Session Information
Session Type: Abstract Session
Session Time: 1:00PM-2:30PM
Background/Purpose: Social determinants of health (SDoH), including non-medical social needs and adverse environmental exposures, contribute to inequities in rheumatic disease care and outcomes. Patients with rheumatic conditions receive extensive care in the subspecialty setting, where SDoH are infrequently documented and infrastructure to address needs is lacking. We implemented SDoH screening in a multihospital system, offered assistance to help address needs, and examined changes in SDoH needs on a subsequent screen.
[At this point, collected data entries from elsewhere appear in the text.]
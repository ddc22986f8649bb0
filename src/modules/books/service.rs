use std::sync::Arc;

use thiserror::Error;
use uuid::Uuid;

use biblio_store::model::{Book, NewBook};
use biblio_store::RecordStore;

use super::models::UpdateBook;

/// Why a catalog mutation was refused.
#[derive(Debug, Error, PartialEq, Eq)]
pub enum CatalogError {
    #[error("book not found")]
    NotFound,
    #[error("book has active loans")]
    HasActiveLoans,
}

/// Owns `Book` rows and their stock-count arithmetic.
#[derive(Clone)]
pub struct CatalogService {
    store: Arc<dyn RecordStore>,
}

impl CatalogService {
    pub fn new(store: Arc<dyn RecordStore>) -> Self {
        Self { store }
    }

    /// Insert a new title, or add one copy to the stock of an existing row
    /// with the same exact (title, author) pair instead of creating a
    /// duplicate.
    pub fn upsert(&self, candidate: NewBook) -> Book {
        let mut tx = self.store.write();
        match tx.book_by_title_author(&candidate.title, &candidate.author) {
            Some(mut existing) => {
                existing.amount += 1;
                tx.update_book(&existing);
                existing
            }
            None => tx.insert_book(candidate),
        }
    }

    pub fn get(&self, id: Uuid) -> Option<Book> {
        self.store.read().book(id)
    }

    /// Overwrite title, author and amount wholesale.
    pub fn replace(&self, id: Uuid, details: UpdateBook) -> Option<Book> {
        let mut tx = self.store.write();
        let mut book = tx.book(id)?;
        book.title = details.title;
        book.author = details.author;
        book.amount = details.amount;
        tx.update_book(&book);
        Some(book)
    }

    /// Delete a book that has no active loans. The loan-count check and the
    /// delete share one write transaction, so a concurrent borrow cannot
    /// slip between them.
    pub fn remove(&self, id: Uuid) -> Result<(), CatalogError> {
        let mut tx = self.store.write();
        if tx.book(id).is_none() {
            return Err(CatalogError::NotFound);
        }
        if tx.loan_count_for_book(id) > 0 {
            return Err(CatalogError::HasActiveLoans);
        }
        tx.delete_book(id);
        Ok(())
    }
}
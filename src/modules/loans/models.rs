use serde::Deserialize;

/// Query parameters for the borrowed-by-member-name report.
#[derive(Debug, Deserialize)]
pub struct MemberNameQuery {
    pub name: String,
}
Methods: We implemented an electronic health record-based SDoH screening survey for patients with upcoming appointments at 9 rheumatology clinics across 2 hospitals. Patients who indicated SDoH needs received need-specific lists of community resources, and those requesting further information received telephone outreach by a rheumatology-based Community Resource Specialist (CRS) with individually tailored guidance to facilitate access to resources. Patients who indicated “no information needed” received neither. Patients who missed the visit associated with a completed screen, or with a visit following minor modifications in screening procedures by the hospital system, were rescreened. We examined the prevalence of needs between the baseline (“Screen 1”) and subsequent (“Screen 2”) screen, completed ≥30 days apart, and used a Pearson’s chi-squared test to assess for a difference in persistence of ≥1 overall need between assistance groups. A need was considered persistent if it was present in both screens.
Results: Between 6/23/22-12/23/23, 10,521 adults (≥18 years) completed the rheumatology-based SDoH screening. Of these, 4,883 (46.4%) were rescreened (mean (SD) 196 (94) days between screens) (Table 1). Among those who completed both screens, 667 (14%) had ≥1 need in Screen 1 (mean (SD) 1.7 (1.3) needs). Individuals with (vs. without) needs were younger and a higher percentage were female, identified as Black or Hispanic, and were Spanish-speaking. In Screen 2, 363 (54%) of the 667 patients with ≥1 need on Screen 1 again had ≥1 need (mean (SD) 1.0 (1.3) needs). The most frequent needs in Screen 1 were food insecurity (34%), difficulty paying for utilities (30%), and medication access issues (27%); these needs also persisted across screens, with >50% with remaining needs. Patients requesting no information had the lowest percentages of need persistence. For all needs except medication access, patients who received CRS engagement were more likely to have persistent needs (Table 2).
Conclusion: This program revealed a significant burden of persistent and dynamic SDoH needs, demonstrating the importance of repeated rheumatology-based screening. Patients who received CRS assistance often had persistent needs on rescreen. Possible explanations include the presence of more complex needs, needs rooted in poverty requiring societal-level change and sustained support, and increased patient comfort disclosing their needs after initial CRS interaction. Further studies with random assignment to interventions and longer follow-up are needed to assess the impact of SDoH screening on rheumatic disease inequities.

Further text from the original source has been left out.